● **TASK PROMPT**
For the data that follows, state how many lines hold the string "Decimal", giving the number by itself.

Data items

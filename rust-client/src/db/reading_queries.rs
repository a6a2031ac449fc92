use std::str::FromStr;

use rust_decimal::Decimal;
use sqlx::SqlitePool;
use time::{Date, OffsetDateTime};

use crate::domain::{Reading, ReadingView, RegisterType};
use crate::{ClientError, Result};

/// How many sibling readings `reading_detail` returns alongside the reading itself.
pub const RELATED_READINGS_LIMIT: i64 = 10;

#[derive(Debug, sqlx::FromRow)]
struct ReadingRow {
    id: i64,
    meter_id: i64,
    reading_date: Date,
    register_type: String,
    register_id: String,
    value: String,
    flow_file_id: i64,
    created_at: OffsetDateTime,
}

impl TryFrom<ReadingRow> for Reading {
    type Error = ClientError;

    fn try_from(row: ReadingRow) -> Result<Self> {
        let register_type = RegisterType::from_code(&row.register_type)
            .ok_or_else(|| ClientError::UnknownRegisterType(row.register_type.clone()))?;
        let value = Decimal::from_str(&row.value).map_err(|_| ClientError::CorruptValue(row.value.clone()))?;

        Ok(Reading {
            id: row.id,
            meter_id: row.meter_id,
            reading_date: row.reading_date,
            register_type,
            register_id: row.register_id,
            value,
            flow_file_id: row.flow_file_id,
            created_at: row.created_at,
        })
    }
}

#[derive(Debug, sqlx::FromRow)]
struct ReadingViewRow {
    #[sqlx(flatten)]
    reading: ReadingRow,
    serial_number: String,
    mpan: String,
    filename: String,
}

impl TryFrom<ReadingViewRow> for ReadingView {
    type Error = ClientError;

    fn try_from(row: ReadingViewRow) -> Result<Self> {
        Ok(ReadingView {
            reading: row.reading.try_into()?,
            serial_number: row.serial_number,
            mpan: row.mpan,
            filename: row.filename,
        })
    }
}

/// A reading together with other readings taken from the same meter.
#[derive(Debug, Clone, PartialEq, Eq)]
pub struct ReadingDetail {
    pub reading: ReadingView,
    pub related: Vec<Reading>,
}

const READING_COLUMNS: &str = r#"
    r.id, r.meter_id, r.reading_date, r.register_type, r.register_id,
    r.value, r.flow_file_id, r.created_at
"#;

const VIEW_JOINS: &str = r#"
    FROM readings r
    JOIN meters m        ON m.id = r.meter_id
    JOIN meter_points mp ON mp.id = m.meter_point_id
    JOIN flow_files f    ON f.id = r.flow_file_id
"#;

/// Readings whose meter serial number or MPAN contains `query`, ignoring case.
///
/// Newest readings first, then by serial number. A blank query returns nothing.
pub async fn search_readings(pool: &SqlitePool, query: &str) -> Result<Vec<ReadingView>> {
    let query = query.trim();
    if query.is_empty() {
        return Ok(Vec::new());
    }

    let sql = format!(
        r#"
        SELECT {READING_COLUMNS}, m.serial_number, mp.mpan, f.filename
        {VIEW_JOINS}
        WHERE instr(lower(m.serial_number), lower(?1)) > 0
           OR instr(lower(mp.mpan), lower(?1)) > 0
        ORDER BY r.reading_date DESC, m.serial_number, r.id
        "#
    );

    let rows = sqlx::query_as::<_, ReadingViewRow>(&sql)
        .bind(query)
        .fetch_all(pool)
        .await?;

    rows.into_iter().map(ReadingView::try_from).collect()
}

/// Fetch one reading and up to [`RELATED_READINGS_LIMIT`] other readings of the same meter.
pub async fn reading_detail(pool: &SqlitePool, reading_id: i64) -> Result<Option<ReadingDetail>> {
    let sql = format!(
        r#"
        SELECT {READING_COLUMNS}, m.serial_number, mp.mpan, f.filename
        {VIEW_JOINS}
        WHERE r.id = ?1
        "#
    );

    let Some(row) = sqlx::query_as::<_, ReadingViewRow>(&sql)
        .bind(reading_id)
        .fetch_optional(pool)
        .await?
    else {
        return Ok(None);
    };
    let reading = ReadingView::try_from(row)?;

    let related_sql = format!(
        r#"
        SELECT {READING_COLUMNS}
        FROM readings r
        WHERE r.meter_id = ?1 AND r.id <> ?2
        ORDER BY r.reading_date DESC, r.id DESC
        LIMIT ?3
        "#
    );

    let related = sqlx::query_as::<_, ReadingRow>(&related_sql)
        .bind(reading.reading.meter_id)
        .bind(reading_id)
        .bind(RELATED_READINGS_LIMIT)
        .fetch_all(pool)
        .await?
        .into_iter()
        .map(Reading::try_from)
        .collect::<Result<Vec<_>>>()?;

    Ok(Some(ReadingDetail { reading, related }))
}

/// Look a reading up by its natural key.
pub async fn find_reading(
    pool: &SqlitePool,
    meter_id: i64,
    reading_date: Date,
    register_type: RegisterType,
    register_id: &str,
) -> Result<Option<Reading>> {
    let sql = format!(
        r#"
        SELECT {READING_COLUMNS}
        FROM readings r
        WHERE r.meter_id = ?1
          AND r.reading_date = ?2
          AND r.register_type = ?3
          AND r.register_id = ?4
        "#
    );

    sqlx::query_as::<_, ReadingRow>(&sql)
        .bind(meter_id)
        .bind(reading_date)
        .bind(register_type.code())
        .bind(register_id)
        .fetch_optional(pool)
        .await?
        .map(Reading::try_from)
        .transpose()
}

/// All readings of a meter in date order.
pub async fn readings_for_meter(pool: &SqlitePool, meter_id: i64) -> Result<Vec<Reading>> {
    let sql = format!(
        r#"
        SELECT {READING_COLUMNS}
        FROM readings r
        WHERE r.meter_id = ?1
        ORDER BY r.reading_date, r.register_type, r.register_id
        "#
    );

    sqlx::query_as::<_, ReadingRow>(&sql)
        .bind(meter_id)
        .fetch_all(pool)
        .await?
        .into_iter()
        .map(Reading::try_from)
        .collect()
}

pub async fn count_readings(pool: &SqlitePool) -> Result<i64> {
    let (n,): (i64,) = sqlx::query_as("SELECT COUNT(*) FROM readings").fetch_one(pool).await?;
    Ok(n)
}
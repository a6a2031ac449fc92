//! Types shared by the import stages: line envelopes, the source seam and
//! the two error tiers (per-line vs. whole-file).

use std::{io, path::PathBuf, pin::Pin};

use futures::Stream;

/// A payload tagged with the 1-based line it came from.
#[derive(Debug, Clone, PartialEq, Eq)]
pub struct Envelope<T> {
    pub payload: T,
    pub line_number: usize,
}

/// Why a single line was skipped. Never aborts the file.
#[derive(thiserror::Error, Debug)]
pub enum LineError {
    #[error("missing required field(s): {}", .0.join(", "))]
    MissingRequiredField(Vec<&'static str>),
    #[error("invalid date format: {0}")]
    InvalidDate(String),
    #[error("invalid reading value: {0}")]
    InvalidValue(String),
    #[error("reading value out of range: {0}")]
    ValueOutOfRange(String),
    #[error("unknown register type: {0}")]
    InvalidRegisterType(String),
    #[error("reading record has {0} fields, expected at least 10")]
    ShortRecord(usize),
    #[error("database error: {0}")]
    Persistence(#[from] sqlx::Error),
}

/// A failure of the whole file.
///
/// `Open` happens before anything is written; every other variant means the
/// file's transaction was rolled back.
#[derive(thiserror::Error, Debug)]
pub enum ImportError {
    #[error("cannot open {}: {source}", .path.display())]
    Open {
        path: PathBuf,
        #[source]
        source: io::Error,
    },
    #[error("failed reading line {line}: {source}")]
    Read {
        line: usize,
        #[source]
        source: io::Error,
    },
    #[error("flow file source was already consumed")]
    SourceConsumed,
    #[error("database error: {0}")]
    Database(#[from] sqlx::Error),
}

impl ImportError {
    pub fn rolled_back(&self) -> bool {
        !matches!(self, Self::Open { .. })
    }
}

pub type EnvelopeStream<T> = Pin<Box<dyn Stream<Item = Result<Envelope<T>, ImportError>> + Send>>;

/// Something that yields the lines of one flow file.
#[async_trait::async_trait]
pub trait Source<T>: Send + Sync {
    async fn stream(&self) -> EnvelopeStream<T>;
}
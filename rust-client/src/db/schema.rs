//! Idempotent schema for the meter-reading store.
//!
//! Uniqueness of MPANs, serial numbers and the reading natural key is
//! enforced here; the ingestion service's find-or-create and upsert
//! statements depend on these constraints.

use sqlx::SqlitePool;

const STATEMENTS: &[&str] = &[
    r#"
    CREATE TABLE IF NOT EXISTS meter_points (
        id          INTEGER PRIMARY KEY AUTOINCREMENT,
        mpan        TEXT    NOT NULL UNIQUE,
        created_at  TEXT    NOT NULL,
        updated_at  TEXT    NOT NULL
    );
    "#,
    r#"
    CREATE TABLE IF NOT EXISTS meters (
        id              INTEGER PRIMARY KEY AUTOINCREMENT,
        serial_number   TEXT    NOT NULL UNIQUE,
        meter_point_id  INTEGER NOT NULL REFERENCES meter_points (id) ON DELETE CASCADE,
        created_at      TEXT    NOT NULL,
        updated_at      TEXT    NOT NULL
    );
    "#,
    r#"
    CREATE TABLE IF NOT EXISTS flow_files (
        id           INTEGER PRIMARY KEY AUTOINCREMENT,
        filename     TEXT    NOT NULL,
        imported_at  TEXT    NOT NULL
    );
    "#,
    r#"
    CREATE TABLE IF NOT EXISTS readings (
        id             INTEGER PRIMARY KEY AUTOINCREMENT,
        meter_id       INTEGER NOT NULL REFERENCES meters (id) ON DELETE CASCADE,
        reading_date   TEXT    NOT NULL,
        register_type  TEXT    NOT NULL DEFAULT 'S',
        register_id    TEXT    NOT NULL DEFAULT '00000',
        value          TEXT    NOT NULL,
        flow_file_id   INTEGER NOT NULL REFERENCES flow_files (id) ON DELETE CASCADE,
        created_at     TEXT    NOT NULL,
        UNIQUE (meter_id, reading_date, register_type, register_id)
    );
    "#,
    "CREATE INDEX IF NOT EXISTS idx_meters_meter_point_id ON meters (meter_point_id);",
    "CREATE INDEX IF NOT EXISTS idx_readings_flow_file_id ON readings (flow_file_id);",
    "CREATE INDEX IF NOT EXISTS idx_readings_reading_date ON readings (reading_date);",
];

/// Create the tables and indexes if they do not exist. Safe to call on every start.
pub async fn create_schema(pool: &SqlitePool) -> Result<(), sqlx::Error> {
    let mut tx = pool.begin().await?;

    for stmt in STATEMENTS {
        sqlx::query(stmt).execute(&mut *tx).await?;
    }

    tx.commit().await?;
    Ok(())
}
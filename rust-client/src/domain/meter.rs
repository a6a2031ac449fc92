use time::OffsetDateTime;

/// A physical meter. The meter point it is attached to is fixed when the
/// meter is first seen.
#[derive(Debug, Clone, PartialEq, Eq, sqlx::FromRow)]
#[cfg_attr(feature = "serde", derive(serde::Serialize))]
pub struct Meter {
    pub id: i64,
    pub serial_number: String,
    pub meter_point_id: i64,
    pub created_at: OffsetDateTime,
    pub updated_at: OffsetDateTime,
}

● **TASK ANSWER**
2